Dataset entries:
###
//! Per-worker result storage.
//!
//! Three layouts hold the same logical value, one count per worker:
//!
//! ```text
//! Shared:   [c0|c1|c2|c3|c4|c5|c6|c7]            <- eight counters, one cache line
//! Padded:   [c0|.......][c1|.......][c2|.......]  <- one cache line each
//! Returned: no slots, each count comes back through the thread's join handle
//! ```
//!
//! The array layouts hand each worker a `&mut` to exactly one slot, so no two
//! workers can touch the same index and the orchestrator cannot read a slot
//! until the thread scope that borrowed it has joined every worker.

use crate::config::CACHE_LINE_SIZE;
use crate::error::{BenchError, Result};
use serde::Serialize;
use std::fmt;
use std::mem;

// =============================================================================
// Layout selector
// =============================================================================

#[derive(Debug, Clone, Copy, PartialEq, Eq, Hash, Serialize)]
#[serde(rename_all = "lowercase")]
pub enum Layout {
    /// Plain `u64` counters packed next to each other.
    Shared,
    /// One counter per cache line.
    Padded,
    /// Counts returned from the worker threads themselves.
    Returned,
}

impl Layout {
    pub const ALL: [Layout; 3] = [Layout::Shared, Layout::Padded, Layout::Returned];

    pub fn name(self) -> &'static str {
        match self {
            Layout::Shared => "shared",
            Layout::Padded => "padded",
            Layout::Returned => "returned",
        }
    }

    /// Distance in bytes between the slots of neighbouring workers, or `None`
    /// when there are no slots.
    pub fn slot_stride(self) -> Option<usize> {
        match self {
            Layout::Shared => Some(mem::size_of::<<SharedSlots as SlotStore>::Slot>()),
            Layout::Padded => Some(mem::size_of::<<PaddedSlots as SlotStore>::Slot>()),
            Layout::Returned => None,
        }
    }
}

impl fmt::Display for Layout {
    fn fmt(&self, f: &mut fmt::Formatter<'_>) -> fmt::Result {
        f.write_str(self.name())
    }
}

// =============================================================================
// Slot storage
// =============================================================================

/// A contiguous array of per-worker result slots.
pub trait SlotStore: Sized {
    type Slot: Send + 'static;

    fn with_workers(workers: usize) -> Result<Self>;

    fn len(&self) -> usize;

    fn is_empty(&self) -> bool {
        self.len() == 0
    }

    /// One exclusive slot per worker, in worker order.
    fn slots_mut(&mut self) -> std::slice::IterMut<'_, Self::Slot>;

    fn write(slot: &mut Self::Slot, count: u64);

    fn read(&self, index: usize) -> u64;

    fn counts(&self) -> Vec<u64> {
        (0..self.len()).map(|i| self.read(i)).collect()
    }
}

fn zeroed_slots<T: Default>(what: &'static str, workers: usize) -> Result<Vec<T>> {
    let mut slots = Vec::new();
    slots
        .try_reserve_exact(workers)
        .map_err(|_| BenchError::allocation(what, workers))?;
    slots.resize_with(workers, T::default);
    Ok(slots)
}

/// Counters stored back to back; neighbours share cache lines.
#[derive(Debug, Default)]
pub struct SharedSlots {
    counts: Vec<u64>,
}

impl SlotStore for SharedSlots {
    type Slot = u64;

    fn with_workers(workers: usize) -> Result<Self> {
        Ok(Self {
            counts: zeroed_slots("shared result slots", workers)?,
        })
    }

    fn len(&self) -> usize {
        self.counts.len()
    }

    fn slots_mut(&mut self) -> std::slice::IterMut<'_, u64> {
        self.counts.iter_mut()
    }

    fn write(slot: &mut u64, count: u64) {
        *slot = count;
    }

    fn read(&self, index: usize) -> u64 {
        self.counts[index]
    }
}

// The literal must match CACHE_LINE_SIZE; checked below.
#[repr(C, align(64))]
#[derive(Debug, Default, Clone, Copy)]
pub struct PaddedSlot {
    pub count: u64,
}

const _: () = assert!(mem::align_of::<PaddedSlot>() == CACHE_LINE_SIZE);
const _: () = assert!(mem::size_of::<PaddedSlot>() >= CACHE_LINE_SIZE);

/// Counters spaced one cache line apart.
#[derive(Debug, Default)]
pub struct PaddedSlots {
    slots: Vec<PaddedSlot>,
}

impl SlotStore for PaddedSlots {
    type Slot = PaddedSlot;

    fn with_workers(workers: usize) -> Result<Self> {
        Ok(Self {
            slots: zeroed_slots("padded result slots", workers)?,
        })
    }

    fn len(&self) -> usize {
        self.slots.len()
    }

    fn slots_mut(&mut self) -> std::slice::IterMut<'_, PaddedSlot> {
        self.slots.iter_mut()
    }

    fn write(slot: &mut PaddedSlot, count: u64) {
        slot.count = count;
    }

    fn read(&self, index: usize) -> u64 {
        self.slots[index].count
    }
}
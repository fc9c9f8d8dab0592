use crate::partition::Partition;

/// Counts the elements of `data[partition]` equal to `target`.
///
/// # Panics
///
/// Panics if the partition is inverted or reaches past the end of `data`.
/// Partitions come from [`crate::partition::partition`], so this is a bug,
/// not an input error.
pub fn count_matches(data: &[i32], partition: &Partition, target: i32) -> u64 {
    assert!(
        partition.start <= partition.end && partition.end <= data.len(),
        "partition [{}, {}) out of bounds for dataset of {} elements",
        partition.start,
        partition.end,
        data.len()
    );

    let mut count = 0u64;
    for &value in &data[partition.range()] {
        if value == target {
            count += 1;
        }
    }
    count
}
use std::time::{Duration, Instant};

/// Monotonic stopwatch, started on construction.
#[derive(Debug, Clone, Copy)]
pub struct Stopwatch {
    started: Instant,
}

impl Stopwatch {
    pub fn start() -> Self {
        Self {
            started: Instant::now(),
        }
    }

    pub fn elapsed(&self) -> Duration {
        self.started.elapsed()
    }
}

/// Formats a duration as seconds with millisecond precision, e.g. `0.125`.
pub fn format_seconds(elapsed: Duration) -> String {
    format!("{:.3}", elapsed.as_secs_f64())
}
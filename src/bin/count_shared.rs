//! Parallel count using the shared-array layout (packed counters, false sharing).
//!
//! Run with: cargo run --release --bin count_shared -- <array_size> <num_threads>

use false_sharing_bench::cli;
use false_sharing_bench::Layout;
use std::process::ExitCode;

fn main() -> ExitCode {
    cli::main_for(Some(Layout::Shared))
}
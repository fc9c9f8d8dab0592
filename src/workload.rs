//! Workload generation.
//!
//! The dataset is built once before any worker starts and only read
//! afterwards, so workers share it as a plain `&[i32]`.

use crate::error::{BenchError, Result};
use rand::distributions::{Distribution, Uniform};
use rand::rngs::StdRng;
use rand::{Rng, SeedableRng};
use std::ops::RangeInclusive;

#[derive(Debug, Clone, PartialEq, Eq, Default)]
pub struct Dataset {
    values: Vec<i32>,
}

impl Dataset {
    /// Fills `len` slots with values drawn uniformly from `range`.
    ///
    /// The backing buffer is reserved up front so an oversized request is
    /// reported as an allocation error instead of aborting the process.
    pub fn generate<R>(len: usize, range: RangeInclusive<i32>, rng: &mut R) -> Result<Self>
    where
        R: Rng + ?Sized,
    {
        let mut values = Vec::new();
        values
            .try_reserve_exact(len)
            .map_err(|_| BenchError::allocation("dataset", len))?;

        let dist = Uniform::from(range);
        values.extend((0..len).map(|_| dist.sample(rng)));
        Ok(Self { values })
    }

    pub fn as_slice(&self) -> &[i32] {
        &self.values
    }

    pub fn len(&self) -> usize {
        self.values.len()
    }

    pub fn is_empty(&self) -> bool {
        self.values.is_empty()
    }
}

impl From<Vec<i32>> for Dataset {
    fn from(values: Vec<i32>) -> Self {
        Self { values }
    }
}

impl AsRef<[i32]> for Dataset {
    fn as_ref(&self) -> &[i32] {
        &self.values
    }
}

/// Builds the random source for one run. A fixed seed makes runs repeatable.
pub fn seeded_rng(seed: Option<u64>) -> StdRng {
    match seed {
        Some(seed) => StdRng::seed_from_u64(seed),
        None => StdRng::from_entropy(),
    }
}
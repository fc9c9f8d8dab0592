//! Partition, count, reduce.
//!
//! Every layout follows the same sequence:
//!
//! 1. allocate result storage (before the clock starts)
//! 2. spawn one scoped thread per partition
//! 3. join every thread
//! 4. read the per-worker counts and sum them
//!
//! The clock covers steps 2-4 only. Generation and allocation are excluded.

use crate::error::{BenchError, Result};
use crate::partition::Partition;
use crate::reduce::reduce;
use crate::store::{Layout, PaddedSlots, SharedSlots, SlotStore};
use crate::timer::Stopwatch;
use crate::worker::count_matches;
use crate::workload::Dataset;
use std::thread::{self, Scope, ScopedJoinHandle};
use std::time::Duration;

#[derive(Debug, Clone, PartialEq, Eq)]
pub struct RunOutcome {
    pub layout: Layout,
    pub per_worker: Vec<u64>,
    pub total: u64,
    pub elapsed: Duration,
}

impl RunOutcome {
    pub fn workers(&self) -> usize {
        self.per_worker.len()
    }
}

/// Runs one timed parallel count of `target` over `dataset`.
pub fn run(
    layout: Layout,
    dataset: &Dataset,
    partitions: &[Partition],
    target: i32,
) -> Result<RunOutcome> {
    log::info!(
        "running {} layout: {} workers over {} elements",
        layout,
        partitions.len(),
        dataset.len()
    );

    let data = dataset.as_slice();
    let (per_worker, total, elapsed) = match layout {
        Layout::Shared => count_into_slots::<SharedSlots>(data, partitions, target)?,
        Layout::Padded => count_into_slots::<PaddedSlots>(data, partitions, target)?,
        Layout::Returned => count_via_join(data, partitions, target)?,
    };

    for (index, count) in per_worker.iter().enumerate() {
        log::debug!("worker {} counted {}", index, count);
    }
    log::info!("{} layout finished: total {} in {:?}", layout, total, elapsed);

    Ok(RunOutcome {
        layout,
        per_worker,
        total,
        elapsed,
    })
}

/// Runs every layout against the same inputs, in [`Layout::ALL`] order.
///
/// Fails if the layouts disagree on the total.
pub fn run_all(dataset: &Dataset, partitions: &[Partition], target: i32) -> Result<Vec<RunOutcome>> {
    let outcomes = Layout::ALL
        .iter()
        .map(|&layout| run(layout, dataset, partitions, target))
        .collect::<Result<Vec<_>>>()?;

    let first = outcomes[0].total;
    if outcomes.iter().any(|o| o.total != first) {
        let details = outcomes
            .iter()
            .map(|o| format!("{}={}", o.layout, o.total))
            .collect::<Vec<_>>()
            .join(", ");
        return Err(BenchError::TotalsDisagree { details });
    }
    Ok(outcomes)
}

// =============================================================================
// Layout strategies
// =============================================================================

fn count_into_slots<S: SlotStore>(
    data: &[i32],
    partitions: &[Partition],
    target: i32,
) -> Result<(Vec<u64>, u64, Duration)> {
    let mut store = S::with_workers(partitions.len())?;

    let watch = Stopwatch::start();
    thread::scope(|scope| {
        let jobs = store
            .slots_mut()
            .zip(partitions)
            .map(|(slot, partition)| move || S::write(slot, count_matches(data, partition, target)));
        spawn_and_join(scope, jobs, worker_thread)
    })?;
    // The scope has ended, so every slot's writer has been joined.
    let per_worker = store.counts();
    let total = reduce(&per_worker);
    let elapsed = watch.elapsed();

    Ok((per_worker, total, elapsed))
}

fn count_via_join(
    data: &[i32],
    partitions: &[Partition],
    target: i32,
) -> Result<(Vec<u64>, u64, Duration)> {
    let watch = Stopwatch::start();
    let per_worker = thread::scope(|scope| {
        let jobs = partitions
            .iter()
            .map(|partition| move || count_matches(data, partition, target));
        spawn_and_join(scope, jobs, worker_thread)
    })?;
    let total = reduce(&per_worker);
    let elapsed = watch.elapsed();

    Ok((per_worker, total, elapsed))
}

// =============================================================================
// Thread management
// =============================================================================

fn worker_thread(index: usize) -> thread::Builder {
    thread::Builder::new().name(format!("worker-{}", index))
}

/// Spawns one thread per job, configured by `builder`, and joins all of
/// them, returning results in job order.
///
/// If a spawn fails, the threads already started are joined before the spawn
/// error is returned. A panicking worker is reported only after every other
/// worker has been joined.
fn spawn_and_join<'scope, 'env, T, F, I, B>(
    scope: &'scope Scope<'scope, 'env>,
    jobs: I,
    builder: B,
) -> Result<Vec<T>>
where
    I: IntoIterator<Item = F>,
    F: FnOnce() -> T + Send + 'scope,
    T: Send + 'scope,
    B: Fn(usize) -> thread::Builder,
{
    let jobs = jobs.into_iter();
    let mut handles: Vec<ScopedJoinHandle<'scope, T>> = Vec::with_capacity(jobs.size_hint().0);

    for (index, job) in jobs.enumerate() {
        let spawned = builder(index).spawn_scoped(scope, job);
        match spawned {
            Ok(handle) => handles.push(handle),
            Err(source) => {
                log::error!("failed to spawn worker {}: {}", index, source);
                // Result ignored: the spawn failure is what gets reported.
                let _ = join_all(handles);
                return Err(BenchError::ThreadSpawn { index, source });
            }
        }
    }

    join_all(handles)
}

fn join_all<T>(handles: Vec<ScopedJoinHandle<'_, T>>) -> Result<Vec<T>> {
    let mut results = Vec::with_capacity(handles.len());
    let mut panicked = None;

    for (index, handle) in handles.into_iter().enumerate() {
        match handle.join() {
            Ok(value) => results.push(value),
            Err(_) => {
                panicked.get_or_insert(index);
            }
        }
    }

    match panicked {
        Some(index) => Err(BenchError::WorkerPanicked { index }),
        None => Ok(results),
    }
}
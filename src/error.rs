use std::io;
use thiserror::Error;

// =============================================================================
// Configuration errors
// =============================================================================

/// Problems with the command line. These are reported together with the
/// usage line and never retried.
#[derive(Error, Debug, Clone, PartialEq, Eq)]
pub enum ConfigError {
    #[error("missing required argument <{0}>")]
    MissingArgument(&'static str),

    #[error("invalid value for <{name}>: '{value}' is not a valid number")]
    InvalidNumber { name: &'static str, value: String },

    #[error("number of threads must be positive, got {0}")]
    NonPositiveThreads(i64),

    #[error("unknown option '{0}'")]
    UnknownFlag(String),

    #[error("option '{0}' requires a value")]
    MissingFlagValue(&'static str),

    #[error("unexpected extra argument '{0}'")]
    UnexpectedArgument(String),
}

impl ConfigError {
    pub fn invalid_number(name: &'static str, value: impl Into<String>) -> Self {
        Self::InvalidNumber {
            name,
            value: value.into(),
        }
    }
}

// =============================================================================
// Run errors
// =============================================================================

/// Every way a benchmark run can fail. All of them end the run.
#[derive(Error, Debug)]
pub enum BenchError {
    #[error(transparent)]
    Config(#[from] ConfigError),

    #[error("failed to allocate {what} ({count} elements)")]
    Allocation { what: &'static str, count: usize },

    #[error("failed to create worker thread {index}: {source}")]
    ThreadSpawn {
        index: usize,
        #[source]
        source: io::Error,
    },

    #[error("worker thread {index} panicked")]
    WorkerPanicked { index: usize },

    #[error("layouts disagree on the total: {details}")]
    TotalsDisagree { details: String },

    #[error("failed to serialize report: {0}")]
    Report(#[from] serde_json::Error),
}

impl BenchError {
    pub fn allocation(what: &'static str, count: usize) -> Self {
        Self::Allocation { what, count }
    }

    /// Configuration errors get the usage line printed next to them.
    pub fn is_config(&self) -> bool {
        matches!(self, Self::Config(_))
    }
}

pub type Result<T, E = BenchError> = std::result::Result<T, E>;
###
- **Problem statement**: Using the entries above, quote each line verbatim from the first through the line that contains "joined every worker.".

- **Written answer**:
//! Per-worker result storage.
//!
//! Three layouts hold the same logical value, one count per worker:
//!
//! ```text
//! Shared:   [c0|c1|c2|c3|c4|c5|c6|c7]            <- eight counters, one cache line
//! Padded:   [c0|.......][c1|.......][c2|.......]  <- one cache line each
//! Returned: no slots, each count comes back through the thread's join handle
//! ```
//!
//! The array layouts hand each worker a `&mut` to exactly one slot, so no two
//! workers can touch the same index and the orchestrator cannot read a slot
//! until the thread scope that borrowed it has joined every worker.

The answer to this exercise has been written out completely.